Strong decay widths and mass spectra of charmed baryons

TL;DR

This paper calculates the decay widths and mass spectra of charmed baryons using a constituent quark model and the $^3P_0$ decay model, providing predictions that align with experimental data and guiding future experiments.

Contribution

It introduces a comprehensive approach combining decay width calculations and mass spectrum predictions with uncertainty propagation for charmed baryons.

Findings

Predicted masses and decay widths agree with experimental data.

Uncertainty propagation improves the reliability of predictions.

Results can guide future experimental measurements.

Abstract

The total decay widths of the charmed baryons are calculated by means of the $^3P_0$ model.

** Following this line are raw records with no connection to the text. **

//! Domain model types used throughout gitpush.
//!
//! These types bridge the host adapters, the gate and the reconciler.

use std::fmt;
use std::path::PathBuf;
use std::str::FromStr;

use chrono::{DateTime, Utc};
use serde::{Deserialize, Serialize};

use crate::env::Environment;
use crate::errors::CoreError;

// ---------------------------------------------------------------------------
// Target
// ---------------------------------------------------------------------------

/// Concrete fetch/push destination for one invocation.
#[derive(Debug, Clone, PartialEq, Eq, Serialize, Deserialize)]
pub struct Target {
    /// Name of the configured remote (after expansion).
    pub repository_name: String,
    /// Branch to push to (after expansion).
    pub branch_name: String,
    /// First configured URL of the remote.
    pub uri: String,
    /// Ref-specs used when fetching, in configured order.
    pub fetch_refspecs: Vec<String>,
}

impl Target {
    /// Branch name without a leading `refs/heads/`.
    pub fn short_branch(&self) -> &str {
        short_branch_name(&self.branch_name)
    }

    /// Local tracking revision for the target branch, e.g. `origin/master`.
    pub fn tracking_revision(&self) -> String {
        format!("{}/{}", self.repository_name, self.short_branch())
    }

    /// Ref-spec pushing local HEAD to the target branch.
    ///
    /// libgit2 requires a fully qualified destination, so the branch is
    /// always placed under `refs/heads/`.
    pub fn push_refspec(&self) -> String {
        format!("HEAD:refs/heads/{}", self.short_branch())
    }
}

/// `refs/heads/main` and `main` name the same branch.
pub fn short_branch_name(branch: &str) -> &str {
    branch.strip_prefix("refs/heads/").unwrap_or(branch)
}

// ---------------------------------------------------------------------------
// Build context
// ---------------------------------------------------------------------------

/// Result of the build as reported by the host, from best to worst.
#[derive(Debug, Clone, Copy, PartialEq, Eq, PartialOrd, Ord, Hash, Serialize, Deserialize)]
#[serde(rename_all = "snake_case")]
pub enum BuildResult {
    Success,
    Unstable,
    Failure,
    NotBuilt,
    Aborted,
}

impl BuildResult {
    pub fn is_worse_than(self, other: BuildResult) -> bool {
        self > other
    }
}

impl fmt::Display for BuildResult {
    fn fmt(&self, f: &mut fmt::Formatter<'_>) -> fmt::Result {
        match self {
            Self::Success => write!(f, "success"),
            Self::Unstable => write!(f, "unstable"),
            Self::Failure => write!(f, "failure"),
            Self::NotBuilt => write!(f, "not_built"),
            Self::Aborted => write!(f, "aborted"),
        }
    }
}

impl FromStr for BuildResult {
    type Err = String;

    fn from_str(s: &str) -> Result<Self, Self::Err> {
        match s.trim().to_ascii_lowercase().as_str() {
            "success" => Ok(Self::Success),
            "unstable" => Ok(Self::Unstable),
            "failure" | "failed" => Ok(Self::Failure),
            "not_built" | "not-built" => Ok(Self::NotBuilt),
            "aborted" => Ok(Self::Aborted),
            other => Err(format!(
                "unknown build result '{other}' (expected success, unstable, failure, not_built or aborted)"
            )),
        }
    }
}

/// Position of this invocation in the build topology.
#[derive(Debug, Clone, Copy, Default, PartialEq, Eq, Serialize, Deserialize)]
#[serde(rename_all = "snake_case")]
pub enum BuildKind {
    /// A plain build, or the aggregate of a fan-out build.
    #[default]
    StandaloneOrAggregate,
    /// One configuration run of a fan-out build.
    FanOutUnit,
}

/// Everything the host knows about the running build.
#[derive(Debug, Clone)]
pub struct BuildContext {
    /// `None` when the host has not recorded a result yet.
    pub result: Option<BuildResult>,
    pub kind: BuildKind,
    pub environment: Environment,
    /// Checkout directory owned by this build.
    pub workspace: PathBuf,
}

impl BuildContext {
    pub fn new(workspace: impl Into<PathBuf>, result: Option<BuildResult>) -> Self {
        Self {
            result,
            kind: BuildKind::default(),
            environment: Environment::default(),
            workspace: workspace.into(),
        }
    }

    pub fn with_kind(mut self, kind: BuildKind) -> Self {
        self.kind = kind;
        self
    }

    pub fn with_environment(mut self, environment: Environment) -> Self {
        self.environment = environment;
        self
    }
}

// ---------------------------------------------------------------------------
// Reconciliation report
// ---------------------------------------------------------------------------

/// How local HEAD was integrated with the remote tip before pushing.
#[derive(Debug, Clone, Copy, PartialEq, Eq, Serialize, Deserialize)]
#[serde(rename_all = "snake_case")]
pub enum MergeAction {
    /// HEAD already equalled the remote tip; no merge attempted.
    AlreadyInSync,
    /// The remote tip was already contained in HEAD.
    UpToDate,
    /// HEAD moved forward to the remote tip.
    FastForward,
    /// A two-parent merge commit was created.
    MergeCommit,
    /// The branch did not exist on the remote and was created from HEAD.
    BranchCreated,
}

impl fmt::Display for MergeAction {
    fn fmt(&self, f: &mut fmt::Formatter<'_>) -> fmt::Result {
        match self {
            Self::AlreadyInSync => write!(f, "already in sync"),
            Self::UpToDate => write!(f, "up to date"),
            Self::FastForward => write!(f, "fast-forward"),
            Self::MergeCommit => write!(f, "merge commit"),
            Self::BranchCreated => write!(f, "branch created"),
        }
    }
}

/// Summary of a successful reconciliation.
#[derive(Debug, Clone, Serialize, Deserialize)]
pub struct PushReport {
    pub repository: String,
    pub branch: String,
    pub uri: String,
    /// Remote tip seen after the initial fetch; `None` if the branch was new.
    pub remote_tip: Option<String>,
    /// Local HEAD before any merge.
    pub head_before: String,
    /// Commit pushed to the branch.
    pub pushed_head: String,
    pub action: MergeAction,
    /// Tag names included in the push.
    pub tags: Vec<String>,
    pub started_at: DateTime<Utc>,
    pub completed_at: DateTime<Utc>,
}

// ---------------------------------------------------------------------------
// Outcome
// ---------------------------------------------------------------------------

/// Why a step decided not to push.
#[derive(Debug, Clone, Copy, PartialEq, Eq, Serialize, Deserialize)]
#[serde(rename_all = "snake_case")]
pub enum SkipReason {
    /// The build result was missing or worse than success.
    BuildNotSuccessful,
    /// This is one unit of a fan-out build; the aggregate pushes instead.
    FanOutUnit,
    /// The job has no push step configured.
    NotConfigured,
}

impl fmt::Display for SkipReason {
    fn fmt(&self, f: &mut fmt::Formatter<'_>) -> fmt::Result {
        match self {
            Self::BuildNotSuccessful => write!(f, "build did not succeed"),
            Self::FanOutUnit => write!(f, "fan-out unit; the aggregate pushes once"),
            Self::NotConfigured => write!(f, "no push step configured"),
        }
    }
}

/// Result of one step invocation, handed back to the host.
#[derive(Debug)]
pub enum Outcome {
    Success(PushReport),
    Skipped(SkipReason),
    Failed(CoreError),
}

impl Outcome {
    /// Host mapping: skips are successful steps, only failures fail the step.
    pub fn is_step_success(&self) -> bool {
        !matches!(self, Self::Failed(_))
    }

    pub fn report(&self) -> Option<&PushReport> {
        match self {
            Self::Success(report) => Some(report),
            _ => None,
        }
    }

    pub fn label(&self) -> &'static str {
        match self {
            Self::Success(_) => "success",
            Self::Skipped(_) => "skipped",
            Self::Failed(_) => "failed",
        }
    }

    /// JSON rendering for machine consumption by the host.
    pub fn to_json(&self) -> serde_json::Value {
        match self {
            Self::Success(report) => serde_json::json!({
                "outcome": self.label(),
                "report": report,
            }),
            Self::Skipped(reason) => serde_json::json!({
                "outcome": self.label(),
                "reason": reason,
                "message": reason.to_string(),
            }),
            Self::Failed(err) => serde_json::json!({
                "outcome": self.label(),
                "error": err.to_string(),
                "retryable": err.is_retryable(),
            }),
        }
    }
}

Our calculations consider in the final states: the charmed baryon-(vector/pseudoscalar) meson pairs and the (octet/ decuplet) baryon-(pseudoscalar/vector) charmed meson pairs, within a constituent quark model. Furthermore, we calculate the masses of the charmed baryon ground states and their excitations up to the $D$-wave in a constituent quark model both in the three-quark and in the quark-diquark schemes, utilizing a Hamiltonian model based on a harmonic oscillator potential plus a mass splitting term that encodes the spin, \mbox{spin-orbit}, isospin, and flavor interactions. The parameters of the Hamiltonian model are fitted to the experimental data of the charmed baryon masses and decay widths. As the experimental uncertainties of the data affect the fitted model parameters, we have thoroughly propagated these uncertainties into our predicted charmed baryon masses and decay widths via a Monte Carlo bootstrap approach, which is often absent in other theoretical studies on this subject. Our quantum number assignments and predictions of the masses and strong partial decay widths are in reasonable agreement with the available data. Thus, our results show the ability to guide future measurements in LHCb, Belle and Belle II experiments. Finally, the appendices provide some details of our calculations, in which we include the flavor coupling coefficients, which are useful for further theoretical investigations.